Heatwave is a simple post-processing effect for the Unity game engine, designed to add small-scale distortion and refraction effects to your scenes. Using a two-camera system, distortions can be caused by particle effects, fullscreen overlays, GUI elements, and whatever else you might want! Heatwave is designed to be simple and efficient, sacrificing accuracy for incredible performance, and ease of use. Setup is automatic, and configuring your effects takes only a few minutes.
How it works.
Heatwave is based loosely on a presentation given at Unite 2007, and builds a fullscreen normal map based on specific rendered layers in the scene. This normal map is then used to calculate light refractions, as though the entire scene were being viewed through a thick pane of glass. This means that the cost of computation is fixed, and additional refraction source will not significantly impact performance.

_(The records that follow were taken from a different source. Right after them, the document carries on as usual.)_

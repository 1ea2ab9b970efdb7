pub mod dashboard;
pub mod score;
pub mod standards;
pub mod submit;

use hmpi_core::error::HmpiError;
use hmpi_core::session::{EnvSession, SessionProvider, StaticSession};
use hmpi_core::standards::{builtin, load_registry, StandardsRegistry};

use crate::StandardsSource;

/// Load the registry named by `--standards`, or the preset otherwise.
pub fn load_source(source: &StandardsSource) -> Result<StandardsRegistry, HmpiError> {
    let registry = match &source.standards {
        Some(path) => load_registry(path)?,
        None => builtin::preset_registry(&source.preset)?,
    };
    log::info!(
        "using '{}' (v{}) with {} limits for {} metal(s)",
        registry.name(),
        registry.version(),
        source.standard,
        registry.len()
    );
    Ok(registry)
}

/// `--user` wins over the environment.
pub fn session_for(user: Option<String>) -> Box<dyn SessionProvider> {
    match user {
        Some(user) => Box::new(StaticSession::new(user)),
        None => Box::new(EnvSession::new()),
    }
}
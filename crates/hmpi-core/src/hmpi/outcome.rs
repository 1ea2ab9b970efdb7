use rust_decimal::prelude::FromPrimitive;
use rust_decimal::Decimal;
use serde::{Deserialize, Serialize};

use crate::hmpi::Classification;
use crate::standards::ReferenceStandard;

/// Decimal places an index is shown with.
pub const DISPLAY_DECIMALS: u32 = 2;

/// One metal's share of an HMPI computation.
#[derive(Debug, Clone, PartialEq, Serialize, Deserialize)]
pub struct MetalContribution {
    /// Normalized metal name.
    pub metal: String,
    /// Measured concentration (Mi).
    pub concentration: f64,
    /// Reference limit the sub-index was taken against (Si).
    pub standard: f64,
    pub weight_factor: f64,
    /// Wi = weight_factor / Si.
    pub unit_weight: f64,
    /// Qi = Mi / Si * 100.
    pub quality_rating: f64,
}

impl MetalContribution {
    /// Wi * Qi, this metal's term in the index numerator.
    pub fn weighted_rating(&self) -> f64 {
        self.unit_weight * self.quality_rating
    }

    pub fn exceeds_standard(&self) -> bool {
        self.concentration > self.standard
    }
}

/// A computed index with its classification and the terms behind it.
#[derive(Debug, Clone, PartialEq, Serialize, Deserialize)]
pub struct HmpiScore {
    /// Unrounded index.
    pub index: f64,
    pub classification: Classification,
    pub reference: ReferenceStandard,
    pub contributions: Vec<MetalContribution>,
    /// Sample metals with no registered standard.
    pub skipped_metals: Vec<String>,
    /// Human-readable explanation of the result.
    pub reason: String,
}

impl HmpiScore {
    /// Index rounded for presentation. `None` only for indices beyond
    /// decimal range.
    pub fn display_index(&self) -> Option<Decimal> {
        round_for_display(self.index)
    }

    /// Metal with the largest term in the weighted sum.
    pub fn dominant_metal(&self) -> Option<&MetalContribution> {
        self.contributions
            .iter()
            .max_by(|a, b| a.weighted_rating().total_cmp(&b.weighted_rating()))
    }

    /// Metals measured above their reference limit.
    pub fn exceedances(&self) -> impl Iterator<Item = &MetalContribution> {
        self.contributions.iter().filter(|c| c.exceeds_standard())
    }
}

/// Result of scoring one sample.
#[derive(Debug, Clone, PartialEq, Serialize, Deserialize)]
#[serde(tag = "outcome", rename_all = "snake_case")]
pub enum ScoreOutcome {
    Scored(HmpiScore),
    /// No sample metal matched a registered standard. There is no index.
    NoScoreableMetals { skipped_metals: Vec<String> },
}

impl ScoreOutcome {
    pub fn index(&self) -> Option<f64> {
        self.score().map(|s| s.index)
    }

    pub fn classification(&self) -> Option<Classification> {
        self.score().map(|s| s.classification)
    }

    pub fn score(&self) -> Option<&HmpiScore> {
        match self {
            ScoreOutcome::Scored(score) => Some(score),
            ScoreOutcome::NoScoreableMetals { .. } => None,
        }
    }

    pub fn skipped_metals(&self) -> &[String] {
        match self {
            ScoreOutcome::Scored(score) => &score.skipped_metals,
            ScoreOutcome::NoScoreableMetals { skipped_metals } => skipped_metals,
        }
    }
}

/// Round an index to `DISPLAY_DECIMALS` places.
pub fn round_for_display(index: f64) -> Option<Decimal> {
    Decimal::from_f64(index).map(|d| d.round_dp(DISPLAY_DECIMALS))
}
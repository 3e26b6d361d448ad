// SPDX-License-Identifier: Apache-2.0
// © James Ross Ω FLYING•ROBOTS <https://github.com/flyingrobots>
//! Transport port: the three server operations the engine needs.
//!
//! The trait is intentionally synchronous and object-safe — uploads are
//! strictly sequential (out-of-order batch acceptance would break
//! identifier-remapping causality), so there is nothing for an async runtime
//! to overlap. The HTTP implementation lives in the `ferry-http` crate; tests
//! use recording doubles.

use std::collections::BTreeMap;

use crate::element::{ChangesetId, Element, ElementId, ElementKind};
use crate::error::TransportError;

/// One batch of edits, borrowed from the diffset that accumulated them.
///
/// The three lists preserve insertion order; the server receives them as a
/// single atomic payload.
#[derive(Debug, Clone, Copy)]
pub struct BatchPayload<'a> {
    /// Changeset the batch belongs to.
    pub changeset: ChangesetId,
    /// Elements to create, in insertion order.
    pub creates: &'a [Element],
    /// Elements to modify, in insertion order.
    pub modifies: &'a [Element],
    /// Elements to delete, in insertion order.
    pub deletes: &'a [Element],
}

impl BatchPayload<'_> {
    /// Total edits across all three lists.
    #[must_use]
    pub fn len(&self) -> usize {
        self.creates.len() + self.modifies.len() + self.deletes.len()
    }

    /// Returns `true` if the payload carries no edits.
    #[must_use]
    pub fn is_empty(&self) -> bool {
        self.len() == 0
    }
}

/// Per-element result parsed from a successful batch upload.
#[derive(Debug, Clone, Copy, PartialEq, Eq)]
pub struct ElementResult {
    /// Kind of the element the result refers to.
    pub kind: ElementKind,
    /// The source identifier the element was uploaded under.
    pub source_id: ElementId,
    /// The server-assigned permanent identifier. `None` signals a deletion
    /// confirmation — absence is the signal, not an error.
    pub permanent_id: Option<ElementId>,
}

/// Server operations required by the upload engine.
///
/// Implementations must not retry on their own: the engine favors stopping
/// early over silently duplicating edits, and a retried upload could apply a
/// batch twice.
pub trait Transport {
    /// Opens a server-side changeset described by `tags` and returns its
    /// identifier.
    ///
    /// # Errors
    /// Returns [`TransportError`] when the server refuses or cannot be
    /// reached. Fatal for the run.
    fn create_changeset(&self, tags: &BTreeMap<String, String>)
        -> Result<ChangesetId, TransportError>;

    /// Uploads one batch atomically and returns the per-element results.
    ///
    /// # Errors
    /// Returns [`TransportError`] on a non-success response, a network
    /// failure, or an uninterpretable response. Fatal for the run.
    fn upload_batch(
        &self,
        payload: &BatchPayload<'_>,
    ) -> Result<Vec<ElementResult>, TransportError>;

    /// Closes a server-side changeset.
    ///
    /// # Errors
    /// Returns [`TransportError`] when the close is refused or unreachable.
    /// The engine logs this and completes the run — the changeset's edits
    /// are already durably accepted.
    fn close_changeset(&self, id: ChangesetId) -> Result<(), TransportError>;
}

impl<T: Transport + ?Sized> Transport for &T {
    fn create_changeset(
        &self,
        tags: &BTreeMap<String, String>,
    ) -> Result<ChangesetId, TransportError> {
        (**self).create_changeset(tags)
    }

    fn upload_batch(
        &self,
        payload: &BatchPayload<'_>,
    ) -> Result<Vec<ElementResult>, TransportError> {
        (**self).upload_batch(payload)
    }

    fn close_changeset(&self, id: ChangesetId) -> Result<(), TransportError> {
        (**self).close_changeset(id)
    }
}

It also allows the normal buffer to be written by mulitple different sources, meaning you can combine multiple different sources to produce interesting outputs. The downside of this solution is that the effect is not actually calculating refractions. Complex lensing effects are not feasible, and interesting optical phenomena such as refracting light onto otherwise occluded surfaces simply will not work. This effect is designed only to "look right", rather than simulate optics.
How to use it.
Heatwave is incredibly easy to use. Create a scene, and attach the Heatwave image effect script to your camera. With this script attached, any particle effects using the "Distortion Source" shader will be rendered into the normal buffer. Other objects can work, though particles tend to work best. These objects should be colored like a traditional normal map, and are alpha blended into the buffer. That's all there is to it!